For rate-limit violations (rate_limit_per_minute), the call is refused until the next invocation falls within the 60-second window (no automatic sleep / throttle — the user or calling code must retry).

Events emitted¶

Event	When emitted
`router_retry_exhausted`	`safety.loop.max_router_calls_per_turn` cap is reached; carries `count`, `cap`, `last_reason`
`budget_reset`	`/budget reset` is executed; carries `before` snapshot of counters

Warning and refusal events are surfaced as outbox messages to the user rather than as distinct event types. The budget_warned / budget_refused signal is embedded in the outbox message text and the BudgetCheck return value that the runtime inspects.

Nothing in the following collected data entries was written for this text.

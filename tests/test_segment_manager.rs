use std::sync::Arc;

use quickcheck::{Arbitrary, Gen, QuickCheck};

use ramlog::{
    ConfigBuilder, EntryType, MemReplicaManager, ReplicaEvent, RpcEpochs,
    RpcGuard, Segment, SegmentHeader, SegmentManager, SegletAllocator, State,
    INVALID_SEGMENT_ID,
};

struct Fixture {
    manager: SegmentManager,
    replicas: Arc<MemReplicaManager>,
    epochs: Arc<RpcEpochs>,
}

fn fixture(pool_segments: usize, factor: f64, survivors: usize) -> Fixture {
    let _ = env_logger::builder().is_test(true).try_init();

    let config = ConfigBuilder::new()
        .log_id(1)
        .seglet_size(256)
        .seglets_per_segment(2)
        .pool_segments(pool_segments)
        .disk_expansion_factor(factor)
        .build();
    let allocator = Arc::new(SegletAllocator::new(&config));
    let replicas = Arc::new(MemReplicaManager::new());
    let epochs = Arc::new(RpcEpochs::new());
    let manager = SegmentManager::new(
        &config,
        allocator,
        replicas.clone(),
        epochs.clone(),
    )
    .unwrap();

    if survivors > 0 {
        assert!(manager.increase_survivor_reserve(survivors));
    }

    Fixture { manager, replicas, epochs }
}

fn sorted(mut ids: Vec<u64>) -> Vec<u64> {
    ids.sort_unstable();
    ids
}
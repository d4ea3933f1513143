use std::sync::atomic::{AtomicU64, Ordering::SeqCst};
use std::sync::Arc;

use log::trace;
use parking_lot::Mutex;

use crate::constants::ENTRY_HEADER_LEN;
use crate::seglet::{Seglet, SegletAllocator};
use crate::{Epoch, EntryType, LogDigest, ReplicatedSegment, SegmentId, Slot};

/// Which reserve, if any, a segment's allocation consumed. Recorded at
/// allocation so that `free` decrements only the matching reserve; a
/// head allocated from the general pool was never counted against a
/// reserve and must not release one.
#[derive(Debug, Clone, Copy, PartialEq, Eq)]
pub enum ReserveKind {
    /// Allocated from the general pool.
    None,
    /// Allocated from the emergency head reserve.
    EmergencyHead,
    /// Allocated from the cleaner's survivor reserve.
    Survivor,
}

struct AppendBuf {
    seglets: Vec<Seglet>,
    len: u32,
    disabled: bool,
}

/// An in-memory log segment: a fixed-size append buffer composed of
/// seglets, identified by a globally monotonic id, resident at a fixed
/// slot in the segment manager's table.
///
/// The manager owns every live segment. Handles returned to callers
/// stay valid only as long as the segment's state permits: a head
/// until the next rotation retires it, a cleanable segment until the
/// digest retires it and its epoch drains.
pub struct Segment {
    id: SegmentId,
    slot: Slot,
    is_emergency_head: bool,
    reserve: ReserveKind,
    capacity: u32,
    allocator: Arc<SegletAllocator>,
    buf: Mutex<AppendBuf>,
    replica: Mutex<Option<Box<dyn ReplicatedSegment>>>,
    cleaned_epoch: AtomicU64,
}

impl Segment {
    /// Reserve one full segment's worth of seglets and wrap them.
    /// `None` if the allocator cannot supply a full segment.
    pub(crate) fn new(
        allocator: &Arc<SegletAllocator>,
        id: SegmentId,
        slot: Slot,
        is_emergency_head: bool,
        reserve: ReserveKind,
    ) -> Option<Segment> {
        let seglets = allocator.alloc_segment()?;
        let capacity = allocator.segment_size() as u32;

        Some(Segment {
            id,
            slot,
            is_emergency_head,
            reserve,
            capacity,
            allocator: Arc::clone(allocator),
            buf: Mutex::new(AppendBuf { seglets, len: 0, disabled: false }),
            replica: Mutex::new(None),
            cleaned_epoch: AtomicU64::new(0),
        })
    }

    /// The segment's globally monotonic identifier.
    pub fn id(&self) -> SegmentId {
        self.id
    }

    /// The segment's fixed index in the segment table.
    pub fn slot(&self) -> Slot {
        self.slot
    }

    /// Whether this segment was allocated from the emergency head
    /// reserve. Emergency heads never carry user data.
    pub fn is_emergency_head(&self) -> bool {
        self.is_emergency_head
    }

    /// Which reserve this segment's allocation consumed. `free`
    /// releases only the matching reserve.
    pub fn reserve(&self) -> ReserveKind {
        self.reserve
    }

    /// Full capacity of the append buffer in bytes.
    pub fn capacity(&self) -> u32 {
        self.capacity
    }

    /// Number of seglets backing this segment.
    pub fn seglets_allocated(&self) -> usize {
        self.buf.lock().seglets.len()
    }

    /// Append one framed entry. Returns `false` if appends have been
    /// disabled or the entry does not fit.
    pub fn append(&self, entry_type: EntryType, bytes: &[u8]) -> bool {
        let mut buf = self.buf.lock();
        if buf.disabled {
            return false;
        }

        let needed = ENTRY_HEADER_LEN + bytes.len();
        if buf.len as usize + needed > self.capacity as usize {
            return false;
        }

        let mut framing = [0; ENTRY_HEADER_LEN];
        framing[0] = entry_type.into();
        framing[1..].copy_from_slice(&(bytes.len() as u32).to_le_bytes());

        let at = buf.len as usize;
        write_bytes(&buf.seglets, at, &framing);
        write_bytes(&buf.seglets, at + ENTRY_HEADER_LEN, bytes);
        buf.len += needed as u32;

        trace!(
            "segment {} appended {:?} of {} bytes at offset {}",
            self.id,
            entry_type,
            bytes.len(),
            at
        );

        true
    }

    /// Number of bytes appended so far.
    pub fn appended_len(&self) -> u32 {
        self.buf.lock().len
    }

    /// Permanently refuse further appends. Called on emergency heads,
    /// which exist only to keep one replicated segment open.
    pub fn disable_appends(&self) {
        self.buf.lock().disabled = true;
    }

    /// Whether appends have been disabled.
    pub fn appends_disabled(&self) -> bool {
        self.buf.lock().disabled
    }

    /// Walk the framed entries appended so far, copying payloads out.
    pub fn entries(&self) -> Vec<(EntryType, Vec<u8>)> {
        let buf = self.buf.lock();
        let mut out = vec![];
        let mut at = 0;

        while at + ENTRY_HEADER_LEN <= buf.len as usize {
            let mut framing = [0; ENTRY_HEADER_LEN];
            read_bytes(&buf.seglets, at, &mut framing);

            let entry_type = match EntryType::from_u8(framing[0]) {
                Some(t) => t,
                None => break,
            };
            let len =
                u32::from_le_bytes(framing[1..].try_into().unwrap()) as usize;

            let mut payload = vec![0; len];
            read_bytes(&buf.seglets, at + ENTRY_HEADER_LEN, &mut payload);
            out.push((entry_type, payload));
            at += ENTRY_HEADER_LEN + len;
        }

        out
    }

    /// The most recent log digest appended to this segment, if any.
    pub fn last_digest(&self) -> Option<LogDigest> {
        self.entries()
            .into_iter()
            .rev()
            .find(|(t, _)| *t == EntryType::LogDigest)
            .and_then(|(_, payload)| LogDigest::deserialize(&payload))
    }

    /// The epoch this segment was cleaned in. Only meaningful once the
    /// manager has stamped it during `cleaning_complete`.
    pub fn cleaned_epoch(&self) -> Epoch {
        self.cleaned_epoch.load(SeqCst)
    }

    pub(crate) fn set_cleaned_epoch(&self, epoch: Epoch) {
        self.cleaned_epoch.store(epoch, SeqCst);
    }

    /// Hand every seglet back to the allocator immediately, leaving
    /// the buffer empty and append-disabled. Called by the manager at
    /// free time, when the epoch protocol guarantees no caller still
    /// reads through a handle.
    pub(crate) fn release_seglets(&self) {
        let mut buf = self.buf.lock();
        let seglets = std::mem::take(&mut buf.seglets);
        buf.len = 0;
        buf.disabled = true;
        self.allocator.release(seglets);
    }

    pub(crate) fn install_replica(&self, replica: Box<dyn ReplicatedSegment>) {
        let mut cell = self.replica.lock();
        debug_assert!(cell.is_none(), "replica installed twice");
        *cell = Some(replica);
    }

    /// Run `f` with this segment's replicated handle, if one has been
    /// installed.
    pub(crate) fn with_replica<R>(
        &self,
        f: impl FnOnce(Option<&dyn ReplicatedSegment>) -> R,
    ) -> R {
        let cell = self.replica.lock();
        f(cell.as_deref())
    }
}

impl Drop for Segment {
    fn drop(&mut self) {
        let seglets = std::mem::take(&mut self.buf.get_mut().seglets);
        self.allocator.release(seglets);
    }
}

impl std::fmt::Debug for Segment {
    fn fmt(&self, f: &mut std::fmt::Formatter<'_>) -> std::fmt::Result {
        f.debug_struct("Segment")
            .field("id", &self.id)
            .field("slot", &self.slot)
            .field("is_emergency_head", &self.is_emergency_head)
            .finish()
    }
}

fn write_bytes(seglets: &[Seglet], mut at: usize, mut data: &[u8]) {
    while !data.is_empty() {
        let seglet = &seglets[at / seglets[0].len()];
        let offset = at % seglets[0].len();
        let n = (seglet.len() - offset).min(data.len());
        seglet.write_at(offset, &data[..n]);
        at += n;
        data = &data[n..];
    }
}

fn read_bytes(seglets: &[Seglet], mut at: usize, mut out: &mut [u8]) {
    while !out.is_empty() {
        let seglet = &seglets[at / seglets[0].len()];
        let offset = at % seglets[0].len();
        let n = (seglet.len() - offset).min(out.len());
        seglet.read_at(offset, &mut out[..n]);
        at += n;
        out = &mut out[n..];
    }
}
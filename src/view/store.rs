use tokio::sync::watch;

use crate::entity::UiState;

/// Observable widget state. The controller writes, renderers subscribe.
#[derive(Debug)]
pub struct SwapStore {
    sender: watch::Sender<UiState>,
}

impl SwapStore {
    pub fn new(initial: UiState) -> Self {
        let (sender, _) = watch::channel(initial);
        Self { sender }
    }

    pub fn snapshot(&self) -> UiState {
        self.sender.borrow().clone()
    }

    /// Applies `f` and notifies subscribers only when it reports a change.
    pub fn update<F>(&self, f: F) -> bool
    where
        F: FnOnce(&mut UiState) -> bool,
    {
        self.sender.send_if_modified(f)
    }

    /// Applies `f` and always notifies subscribers.
    pub fn modify<F>(&self, f: F)
    where
        F: FnOnce(&mut UiState),
    {
        self.sender.send_modify(f);
    }

    pub fn subscribe(&self) -> watch::Receiver<UiState> {
        self.sender.subscribe()
    }
}

impl Default for SwapStore {
    fn default() -> Self {
        Self::new(UiState::default())
    }
}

Cross-link: reference/runtime/events.md

Per-call accumulation¶

Counters update after each LLM call completes successfully:

Token usage (input_tokens + output_tokens) is added to the per-agent and per-chain accumulators.
USD cost is estimated via LiteLLM pricing and added to the USD accumulators.
A record is appended to .reyn/state/budget_ledger.jsonl (fsync'd for durability) for the daily / monthly dimensions.
The updated counters are checked against warn thresholds; any newly crossed threshold emits a warning outbox message (once per dimension per session).

Pre-call checks run before the call: if a hard cap is already exceeded, the call is refused at that point — no tokens are consumed.

Ledger file¶

Daily and monthly counters persist across process restarts via .reyn/state/budget_ledger.jsonl. One record per LLM call:

{"ts": "2026-05-09T10:23:00+09:00", "agent": "alice", "model": "openai/gpt-4o", "tokens": 312, "cost_usd": 0.00234}

Records are fsync'd on append. On startup, Reyn re-aggregates today's and this month's totals from the ledger. The file is append-only and grows at roughly a few MB per month; it can be manually archived if needed (stop the process first, or wait for the period rollover).

What is not yet implemented¶

Be aware of the following limitations:

Persistent per-agent / per-chain counters across restarts — per_agent_tokens, per_agent_cost_usd, safety.loop.skill_calls_per_chain, and safety.loop.skill_tokens_per_chain are in-memory only. A process restart or /budget reset zeroes them out. Only the daily / monthly quotas survive restarts via the ledger.
Auto-throttle — when a rate limit is hit, Reyn refuses the call rather than sleeping until the window opens. The caller must retry.
Cross-process / multi-tenant budgets — each reyn chat or reyn web process maintains its own in-memory counters. If multiple processes share one project, the ledger aggregates correctly for daily / monthly quotas, but in-memory caps (per-agent, per-chain) are enforced independently per process.